Provided records:
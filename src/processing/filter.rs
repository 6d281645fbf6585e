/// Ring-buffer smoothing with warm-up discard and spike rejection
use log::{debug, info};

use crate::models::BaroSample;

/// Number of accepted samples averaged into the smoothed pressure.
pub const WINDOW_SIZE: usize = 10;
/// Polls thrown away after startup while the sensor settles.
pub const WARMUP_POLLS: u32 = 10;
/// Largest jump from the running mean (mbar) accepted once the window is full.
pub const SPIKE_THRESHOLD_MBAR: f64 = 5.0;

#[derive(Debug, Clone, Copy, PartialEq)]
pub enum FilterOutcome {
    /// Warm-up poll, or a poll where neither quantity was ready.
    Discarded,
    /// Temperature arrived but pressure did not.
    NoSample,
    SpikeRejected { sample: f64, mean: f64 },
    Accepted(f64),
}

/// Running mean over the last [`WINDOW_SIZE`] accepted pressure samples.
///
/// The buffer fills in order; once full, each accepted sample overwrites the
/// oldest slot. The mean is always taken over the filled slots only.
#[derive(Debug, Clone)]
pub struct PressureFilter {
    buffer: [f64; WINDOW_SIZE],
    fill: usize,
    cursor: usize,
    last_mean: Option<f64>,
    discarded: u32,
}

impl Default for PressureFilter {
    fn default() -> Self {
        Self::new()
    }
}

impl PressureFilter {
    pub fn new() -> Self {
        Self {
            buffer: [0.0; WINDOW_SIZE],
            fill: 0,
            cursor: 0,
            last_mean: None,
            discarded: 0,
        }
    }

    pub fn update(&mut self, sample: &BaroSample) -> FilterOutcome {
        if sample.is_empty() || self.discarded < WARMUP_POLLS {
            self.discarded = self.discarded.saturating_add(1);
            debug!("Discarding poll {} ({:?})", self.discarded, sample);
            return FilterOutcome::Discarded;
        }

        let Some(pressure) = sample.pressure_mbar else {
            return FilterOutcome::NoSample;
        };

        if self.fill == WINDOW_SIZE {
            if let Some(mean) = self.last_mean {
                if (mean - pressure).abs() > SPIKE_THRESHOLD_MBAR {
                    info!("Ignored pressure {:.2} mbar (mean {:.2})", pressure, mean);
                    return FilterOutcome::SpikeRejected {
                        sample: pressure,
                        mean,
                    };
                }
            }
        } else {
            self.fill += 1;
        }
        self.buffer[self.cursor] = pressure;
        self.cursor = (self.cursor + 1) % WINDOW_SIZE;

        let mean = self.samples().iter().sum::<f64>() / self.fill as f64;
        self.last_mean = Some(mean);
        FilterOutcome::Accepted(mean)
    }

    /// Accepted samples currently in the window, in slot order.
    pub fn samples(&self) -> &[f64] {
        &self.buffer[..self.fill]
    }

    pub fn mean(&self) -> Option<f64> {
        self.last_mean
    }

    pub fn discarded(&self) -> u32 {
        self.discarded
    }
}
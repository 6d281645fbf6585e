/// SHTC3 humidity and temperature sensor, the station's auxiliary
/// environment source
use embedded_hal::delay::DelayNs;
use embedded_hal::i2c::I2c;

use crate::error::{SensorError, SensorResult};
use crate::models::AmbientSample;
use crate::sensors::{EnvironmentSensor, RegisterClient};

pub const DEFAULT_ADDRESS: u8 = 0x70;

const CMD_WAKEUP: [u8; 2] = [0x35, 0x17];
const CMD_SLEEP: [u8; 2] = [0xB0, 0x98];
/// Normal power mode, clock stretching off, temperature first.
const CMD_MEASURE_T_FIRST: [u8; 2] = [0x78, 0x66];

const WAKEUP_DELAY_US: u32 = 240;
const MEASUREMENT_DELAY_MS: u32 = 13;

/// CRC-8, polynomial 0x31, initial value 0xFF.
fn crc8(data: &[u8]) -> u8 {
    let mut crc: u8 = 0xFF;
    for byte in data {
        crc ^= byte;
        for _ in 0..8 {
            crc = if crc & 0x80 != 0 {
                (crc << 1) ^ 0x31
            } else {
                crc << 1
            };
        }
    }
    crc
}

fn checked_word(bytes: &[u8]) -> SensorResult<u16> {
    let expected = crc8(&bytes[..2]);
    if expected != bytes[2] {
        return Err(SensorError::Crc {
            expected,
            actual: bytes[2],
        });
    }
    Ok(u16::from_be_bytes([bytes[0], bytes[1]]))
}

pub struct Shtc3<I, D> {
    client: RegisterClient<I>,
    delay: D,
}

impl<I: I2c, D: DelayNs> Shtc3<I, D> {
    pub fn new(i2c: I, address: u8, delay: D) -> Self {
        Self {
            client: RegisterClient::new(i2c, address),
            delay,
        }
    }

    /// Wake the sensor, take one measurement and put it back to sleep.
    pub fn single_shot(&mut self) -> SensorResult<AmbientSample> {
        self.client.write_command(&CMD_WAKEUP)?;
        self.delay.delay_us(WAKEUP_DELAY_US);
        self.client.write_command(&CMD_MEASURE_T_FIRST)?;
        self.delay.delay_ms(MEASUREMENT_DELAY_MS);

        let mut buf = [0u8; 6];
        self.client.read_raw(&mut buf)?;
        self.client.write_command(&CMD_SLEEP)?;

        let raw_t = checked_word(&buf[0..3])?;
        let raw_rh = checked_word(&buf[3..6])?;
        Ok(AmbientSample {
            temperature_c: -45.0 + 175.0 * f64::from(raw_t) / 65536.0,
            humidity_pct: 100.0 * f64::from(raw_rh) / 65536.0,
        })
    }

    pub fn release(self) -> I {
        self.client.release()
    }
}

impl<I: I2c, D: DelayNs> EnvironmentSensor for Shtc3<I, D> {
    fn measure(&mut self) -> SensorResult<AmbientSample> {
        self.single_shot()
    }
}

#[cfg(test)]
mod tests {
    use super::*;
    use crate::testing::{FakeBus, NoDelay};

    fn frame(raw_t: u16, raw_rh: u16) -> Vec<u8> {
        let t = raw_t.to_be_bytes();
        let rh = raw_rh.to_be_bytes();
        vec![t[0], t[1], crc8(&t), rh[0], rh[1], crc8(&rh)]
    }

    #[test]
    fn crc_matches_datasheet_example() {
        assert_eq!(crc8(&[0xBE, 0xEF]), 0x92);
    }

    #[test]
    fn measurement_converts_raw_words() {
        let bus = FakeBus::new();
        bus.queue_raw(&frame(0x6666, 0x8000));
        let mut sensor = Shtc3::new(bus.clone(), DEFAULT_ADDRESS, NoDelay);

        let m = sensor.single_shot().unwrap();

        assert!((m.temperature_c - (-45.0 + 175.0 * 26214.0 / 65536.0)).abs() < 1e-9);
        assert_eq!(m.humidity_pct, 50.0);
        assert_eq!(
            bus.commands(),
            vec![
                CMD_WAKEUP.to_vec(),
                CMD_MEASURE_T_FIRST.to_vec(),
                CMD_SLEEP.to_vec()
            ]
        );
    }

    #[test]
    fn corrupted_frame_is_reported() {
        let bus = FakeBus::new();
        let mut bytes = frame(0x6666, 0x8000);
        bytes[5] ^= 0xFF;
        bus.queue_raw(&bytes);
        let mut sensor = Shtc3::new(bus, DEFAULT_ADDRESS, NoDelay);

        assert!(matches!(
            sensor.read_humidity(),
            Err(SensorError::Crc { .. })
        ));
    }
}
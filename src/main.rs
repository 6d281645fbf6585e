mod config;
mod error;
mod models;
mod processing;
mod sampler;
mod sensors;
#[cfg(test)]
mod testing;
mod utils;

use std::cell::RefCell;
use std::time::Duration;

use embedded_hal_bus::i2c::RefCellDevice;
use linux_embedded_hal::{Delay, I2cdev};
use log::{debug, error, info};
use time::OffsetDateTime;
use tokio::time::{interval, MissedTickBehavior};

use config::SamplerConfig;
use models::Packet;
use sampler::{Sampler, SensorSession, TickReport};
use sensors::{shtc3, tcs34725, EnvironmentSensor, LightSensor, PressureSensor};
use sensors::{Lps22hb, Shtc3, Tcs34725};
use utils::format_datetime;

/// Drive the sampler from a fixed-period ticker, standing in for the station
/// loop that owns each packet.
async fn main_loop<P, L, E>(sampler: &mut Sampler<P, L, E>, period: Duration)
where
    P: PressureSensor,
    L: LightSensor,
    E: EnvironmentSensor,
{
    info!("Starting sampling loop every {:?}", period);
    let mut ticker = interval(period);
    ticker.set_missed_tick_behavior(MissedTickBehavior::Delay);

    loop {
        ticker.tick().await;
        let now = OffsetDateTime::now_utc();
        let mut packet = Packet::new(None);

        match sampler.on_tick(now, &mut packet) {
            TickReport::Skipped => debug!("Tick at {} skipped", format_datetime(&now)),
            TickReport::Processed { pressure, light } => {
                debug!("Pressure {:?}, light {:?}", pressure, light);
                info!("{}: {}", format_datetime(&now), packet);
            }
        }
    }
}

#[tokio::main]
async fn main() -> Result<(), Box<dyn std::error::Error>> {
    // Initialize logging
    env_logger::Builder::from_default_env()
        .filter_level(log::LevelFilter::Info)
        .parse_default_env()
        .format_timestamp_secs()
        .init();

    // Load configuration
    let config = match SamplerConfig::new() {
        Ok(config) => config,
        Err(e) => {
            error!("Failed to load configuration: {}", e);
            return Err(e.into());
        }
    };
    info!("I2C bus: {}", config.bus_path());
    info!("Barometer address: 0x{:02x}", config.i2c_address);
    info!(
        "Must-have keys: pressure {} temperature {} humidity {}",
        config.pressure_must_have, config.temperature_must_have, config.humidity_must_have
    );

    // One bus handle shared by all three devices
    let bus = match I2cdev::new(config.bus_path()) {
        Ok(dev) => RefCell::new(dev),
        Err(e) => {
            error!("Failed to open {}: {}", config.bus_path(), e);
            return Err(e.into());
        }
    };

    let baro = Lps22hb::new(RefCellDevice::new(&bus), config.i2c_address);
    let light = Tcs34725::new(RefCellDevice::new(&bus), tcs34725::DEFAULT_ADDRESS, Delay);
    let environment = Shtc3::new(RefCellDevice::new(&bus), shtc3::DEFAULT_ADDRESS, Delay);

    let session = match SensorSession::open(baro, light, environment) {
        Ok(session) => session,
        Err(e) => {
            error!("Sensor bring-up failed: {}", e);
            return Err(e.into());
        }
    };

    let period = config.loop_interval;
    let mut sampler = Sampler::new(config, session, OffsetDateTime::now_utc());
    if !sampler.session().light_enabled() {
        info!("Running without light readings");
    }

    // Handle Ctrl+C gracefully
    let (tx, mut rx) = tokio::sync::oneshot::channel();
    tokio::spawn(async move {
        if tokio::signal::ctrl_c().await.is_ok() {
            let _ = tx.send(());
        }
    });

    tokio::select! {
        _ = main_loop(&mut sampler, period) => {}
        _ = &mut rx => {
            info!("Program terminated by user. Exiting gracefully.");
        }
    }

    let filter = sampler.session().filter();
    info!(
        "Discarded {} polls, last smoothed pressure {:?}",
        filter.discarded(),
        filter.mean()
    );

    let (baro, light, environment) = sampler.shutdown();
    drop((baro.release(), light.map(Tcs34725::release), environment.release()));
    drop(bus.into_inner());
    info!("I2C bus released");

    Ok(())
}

What is needed: Wherever "samples" turns up in the records, copy the whole line.

Exercise result:
/// Number of accepted samples averaged into the smoothed pressure.
/// Running mean over the last [`WINDOW_SIZE`] accepted pressure samples.
        let mean = self.samples().iter().sum::<f64>() / self.fill as f64;
    /// Accepted samples currently in the window, in slot order.
    pub fn samples(&self) -> &[f64] {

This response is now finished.